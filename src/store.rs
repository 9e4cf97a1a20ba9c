use crate::domain::{SensorReading, TelemetryState};
use std::sync::Arc;
use tokio::sync::RwLock;
use tokio::time::Instant;

// ==============================================================================
// shared state
// ==============================================================================
// the only state shared between the ingestion loop (writes readings) and the
// request loop (reads snapshots).
//
// arc<rwlock<>> gives one writer OR many readers. every access copies in or
// out, so the lock is never held across network i/o.

#[derive(Clone, Default)]
pub struct TelemetryStore {
    inner: Arc<RwLock<TelemetryState>>,
}

impl TelemetryStore {
    pub fn new() -> Self {
        Self::default()
    }

    /// replace the latest reading
    pub async fn write(&self, reading: SensorReading) {
        self.inner.write().await.latest_reading = Some(reading);
    }

    /// consistent copy of every field as of one instant
    pub async fn read_snapshot(&self) -> TelemetryState {
        *self.inner.read().await
    }

    /// record a delivered alert
    pub async fn mark_alerted(&self, at: Instant) {
        self.inner.write().await.last_alert_at = Some(at);
    }
}

#[cfg(test)]
mod tests {
    use super::*;

    fn reading(motion: bool, distance: Option<f64>) -> SensorReading {
        SensorReading {
            motion_detected: motion,
            distance_meters: distance,
            observed_at: Instant::now(),
        }
    }

    #[tokio::test]
    async fn starts_empty() {
        let store = TelemetryStore::new();
        assert_eq!(store.read_snapshot().await, TelemetryState::default());
    }

    #[tokio::test]
    async fn write_then_read_round_trips() {
        let store = TelemetryStore::new();
        let r = reading(true, Some(2.5));
        store.write(r).await;
        assert_eq!(store.read_snapshot().await.latest_reading, Some(r));
    }

    #[tokio::test]
    async fn write_keeps_last_alert() {
        let store = TelemetryStore::new();
        let at = Instant::now();
        store.mark_alerted(at).await;
        store.write(reading(false, None)).await;

        let snap = store.read_snapshot().await;
        assert_eq!(snap.last_alert_at, Some(at));
        assert!(!snap.latest_reading.unwrap().motion_detected);
    }

    #[tokio::test(flavor = "multi_thread", worker_threads = 4)]
    async fn readers_never_see_torn_updates() {
        let store = TelemetryStore::new();

        // writer alternates between two readings whose fields must stay paired
        let writer = {
            let store = store.clone();
            tokio::spawn(async move {
                for i in 0..2000 {
                    let r = if i % 2 == 0 {
                        reading(true, Some(1.0))
                    } else {
                        reading(false, None)
                    };
                    store.write(r).await;
                }
            })
        };

        let mut readers = Vec::new();
        for _ in 0..4 {
            let store = store.clone();
            readers.push(tokio::spawn(async move {
                for _ in 0..2000 {
                    if let Some(r) = store.read_snapshot().await.latest_reading {
                        assert_eq!(r.motion_detected, r.distance_meters.is_some());
                    }
                    tokio::task::yield_now().await;
                }
            }));
        }

        writer.await.unwrap();
        for r in readers {
            r.await.unwrap();
        }
    }
}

══════════

Give the count of lines in the listing that contain the word "writer". No explanation is wanted.

4